=== TASK DETAILS ===
The answer must be a single number, namely how many lines in the entries below contain the string "class".

=== EXTRACTED MATERIAL ===
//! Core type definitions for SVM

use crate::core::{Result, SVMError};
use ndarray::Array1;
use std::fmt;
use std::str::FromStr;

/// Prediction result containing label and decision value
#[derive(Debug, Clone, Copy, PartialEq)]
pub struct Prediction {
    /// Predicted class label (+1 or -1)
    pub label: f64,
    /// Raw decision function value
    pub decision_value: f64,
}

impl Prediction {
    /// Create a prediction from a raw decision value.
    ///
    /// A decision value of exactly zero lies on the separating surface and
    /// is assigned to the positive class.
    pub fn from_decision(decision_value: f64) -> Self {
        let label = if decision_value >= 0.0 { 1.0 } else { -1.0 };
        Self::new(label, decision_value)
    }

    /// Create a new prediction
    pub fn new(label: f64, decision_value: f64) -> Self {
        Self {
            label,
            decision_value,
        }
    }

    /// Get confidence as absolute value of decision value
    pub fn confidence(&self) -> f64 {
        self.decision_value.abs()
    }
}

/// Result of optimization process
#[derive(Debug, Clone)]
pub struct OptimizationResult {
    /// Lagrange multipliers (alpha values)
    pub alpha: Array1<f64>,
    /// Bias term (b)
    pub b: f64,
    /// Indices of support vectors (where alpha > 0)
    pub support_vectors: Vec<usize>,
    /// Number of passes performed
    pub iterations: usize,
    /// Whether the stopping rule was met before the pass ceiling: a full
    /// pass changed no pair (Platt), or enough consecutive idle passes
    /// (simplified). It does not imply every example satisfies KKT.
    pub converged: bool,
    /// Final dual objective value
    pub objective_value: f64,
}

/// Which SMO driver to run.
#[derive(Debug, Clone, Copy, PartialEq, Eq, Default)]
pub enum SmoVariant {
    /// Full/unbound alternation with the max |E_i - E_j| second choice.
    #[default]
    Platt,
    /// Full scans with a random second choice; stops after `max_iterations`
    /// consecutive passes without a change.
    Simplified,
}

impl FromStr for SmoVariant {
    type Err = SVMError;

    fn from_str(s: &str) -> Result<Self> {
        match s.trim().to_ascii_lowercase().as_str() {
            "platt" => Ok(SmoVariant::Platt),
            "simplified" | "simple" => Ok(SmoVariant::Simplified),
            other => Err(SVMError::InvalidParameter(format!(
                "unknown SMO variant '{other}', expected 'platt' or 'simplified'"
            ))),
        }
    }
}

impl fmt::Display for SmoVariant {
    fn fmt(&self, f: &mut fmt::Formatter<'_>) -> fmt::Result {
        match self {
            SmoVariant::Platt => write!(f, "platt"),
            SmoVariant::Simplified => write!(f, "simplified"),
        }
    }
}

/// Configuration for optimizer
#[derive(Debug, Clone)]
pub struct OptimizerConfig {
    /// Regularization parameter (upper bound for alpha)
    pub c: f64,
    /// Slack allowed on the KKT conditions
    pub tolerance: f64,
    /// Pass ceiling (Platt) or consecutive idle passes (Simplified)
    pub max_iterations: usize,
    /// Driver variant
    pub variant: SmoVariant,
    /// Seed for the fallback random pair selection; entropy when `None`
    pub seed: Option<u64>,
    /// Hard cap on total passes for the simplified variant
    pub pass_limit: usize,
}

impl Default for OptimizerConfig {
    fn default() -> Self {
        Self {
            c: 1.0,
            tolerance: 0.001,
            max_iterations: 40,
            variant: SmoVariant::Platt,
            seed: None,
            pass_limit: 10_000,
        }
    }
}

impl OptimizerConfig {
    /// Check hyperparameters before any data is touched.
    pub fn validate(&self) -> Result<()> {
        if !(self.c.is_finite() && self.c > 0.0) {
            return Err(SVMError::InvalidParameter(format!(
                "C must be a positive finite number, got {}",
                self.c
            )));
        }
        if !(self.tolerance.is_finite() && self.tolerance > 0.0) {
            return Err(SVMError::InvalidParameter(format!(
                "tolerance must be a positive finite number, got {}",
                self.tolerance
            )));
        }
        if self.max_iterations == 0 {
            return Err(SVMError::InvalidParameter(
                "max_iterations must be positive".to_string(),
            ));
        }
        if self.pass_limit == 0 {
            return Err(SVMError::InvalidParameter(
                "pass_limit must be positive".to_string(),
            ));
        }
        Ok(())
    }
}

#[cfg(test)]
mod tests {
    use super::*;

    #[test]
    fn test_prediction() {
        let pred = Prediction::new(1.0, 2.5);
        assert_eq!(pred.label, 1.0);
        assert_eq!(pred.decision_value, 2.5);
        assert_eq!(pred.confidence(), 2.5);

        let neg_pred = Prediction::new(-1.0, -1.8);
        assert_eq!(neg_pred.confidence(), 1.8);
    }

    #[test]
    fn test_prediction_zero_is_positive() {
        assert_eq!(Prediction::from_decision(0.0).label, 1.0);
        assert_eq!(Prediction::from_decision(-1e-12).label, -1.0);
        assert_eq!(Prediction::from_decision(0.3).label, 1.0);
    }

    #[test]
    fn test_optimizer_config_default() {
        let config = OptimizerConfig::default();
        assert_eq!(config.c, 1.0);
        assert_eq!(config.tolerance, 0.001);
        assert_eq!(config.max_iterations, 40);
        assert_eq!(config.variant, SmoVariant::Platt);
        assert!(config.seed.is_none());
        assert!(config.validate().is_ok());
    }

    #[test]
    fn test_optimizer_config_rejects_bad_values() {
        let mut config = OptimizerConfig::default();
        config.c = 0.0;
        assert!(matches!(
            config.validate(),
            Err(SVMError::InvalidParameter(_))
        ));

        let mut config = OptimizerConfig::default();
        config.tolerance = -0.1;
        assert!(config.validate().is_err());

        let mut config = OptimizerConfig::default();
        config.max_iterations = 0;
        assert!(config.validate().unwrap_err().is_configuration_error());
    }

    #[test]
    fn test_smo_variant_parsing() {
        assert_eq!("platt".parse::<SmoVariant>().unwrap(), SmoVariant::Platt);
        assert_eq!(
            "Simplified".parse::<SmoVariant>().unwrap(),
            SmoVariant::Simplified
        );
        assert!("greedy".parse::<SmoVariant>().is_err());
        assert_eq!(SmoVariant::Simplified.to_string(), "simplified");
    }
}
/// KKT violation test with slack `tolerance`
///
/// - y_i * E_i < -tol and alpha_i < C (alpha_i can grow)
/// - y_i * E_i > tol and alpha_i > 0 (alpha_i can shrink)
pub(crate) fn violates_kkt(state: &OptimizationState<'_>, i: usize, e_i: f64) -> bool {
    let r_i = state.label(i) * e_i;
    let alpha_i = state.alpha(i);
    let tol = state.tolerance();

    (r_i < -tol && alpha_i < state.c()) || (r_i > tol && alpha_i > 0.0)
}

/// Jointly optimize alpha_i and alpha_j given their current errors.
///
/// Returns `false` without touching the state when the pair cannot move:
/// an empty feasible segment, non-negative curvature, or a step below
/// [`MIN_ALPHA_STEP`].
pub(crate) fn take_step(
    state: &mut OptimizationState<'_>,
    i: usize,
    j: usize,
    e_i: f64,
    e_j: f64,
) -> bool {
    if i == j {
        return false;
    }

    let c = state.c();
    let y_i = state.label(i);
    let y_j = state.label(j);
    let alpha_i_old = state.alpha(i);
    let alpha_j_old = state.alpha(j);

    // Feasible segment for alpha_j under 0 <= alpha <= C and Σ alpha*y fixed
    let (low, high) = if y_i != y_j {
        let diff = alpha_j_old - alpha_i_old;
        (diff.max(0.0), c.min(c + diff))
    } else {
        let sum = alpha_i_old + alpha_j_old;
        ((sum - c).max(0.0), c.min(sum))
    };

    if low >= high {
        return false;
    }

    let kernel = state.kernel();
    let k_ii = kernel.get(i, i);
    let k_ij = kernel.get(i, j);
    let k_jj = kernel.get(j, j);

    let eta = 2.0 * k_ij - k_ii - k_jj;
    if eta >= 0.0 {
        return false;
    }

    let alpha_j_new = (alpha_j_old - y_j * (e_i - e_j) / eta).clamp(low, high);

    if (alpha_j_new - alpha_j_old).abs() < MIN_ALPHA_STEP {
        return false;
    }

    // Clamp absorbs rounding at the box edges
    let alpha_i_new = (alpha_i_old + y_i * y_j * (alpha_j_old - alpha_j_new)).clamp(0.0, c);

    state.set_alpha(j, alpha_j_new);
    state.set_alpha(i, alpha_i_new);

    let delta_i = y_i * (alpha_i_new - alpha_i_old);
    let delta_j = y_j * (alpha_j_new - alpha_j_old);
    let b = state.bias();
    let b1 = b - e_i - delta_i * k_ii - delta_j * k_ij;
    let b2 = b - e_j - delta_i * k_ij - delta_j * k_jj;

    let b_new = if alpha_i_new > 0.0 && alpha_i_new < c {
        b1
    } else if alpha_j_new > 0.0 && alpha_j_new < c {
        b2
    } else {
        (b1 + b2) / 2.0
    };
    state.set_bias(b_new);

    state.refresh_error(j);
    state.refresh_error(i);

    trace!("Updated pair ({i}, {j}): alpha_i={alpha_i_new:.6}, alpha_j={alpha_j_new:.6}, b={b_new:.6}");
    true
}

=== SOLUTION TO THIS PROBLEM ===
2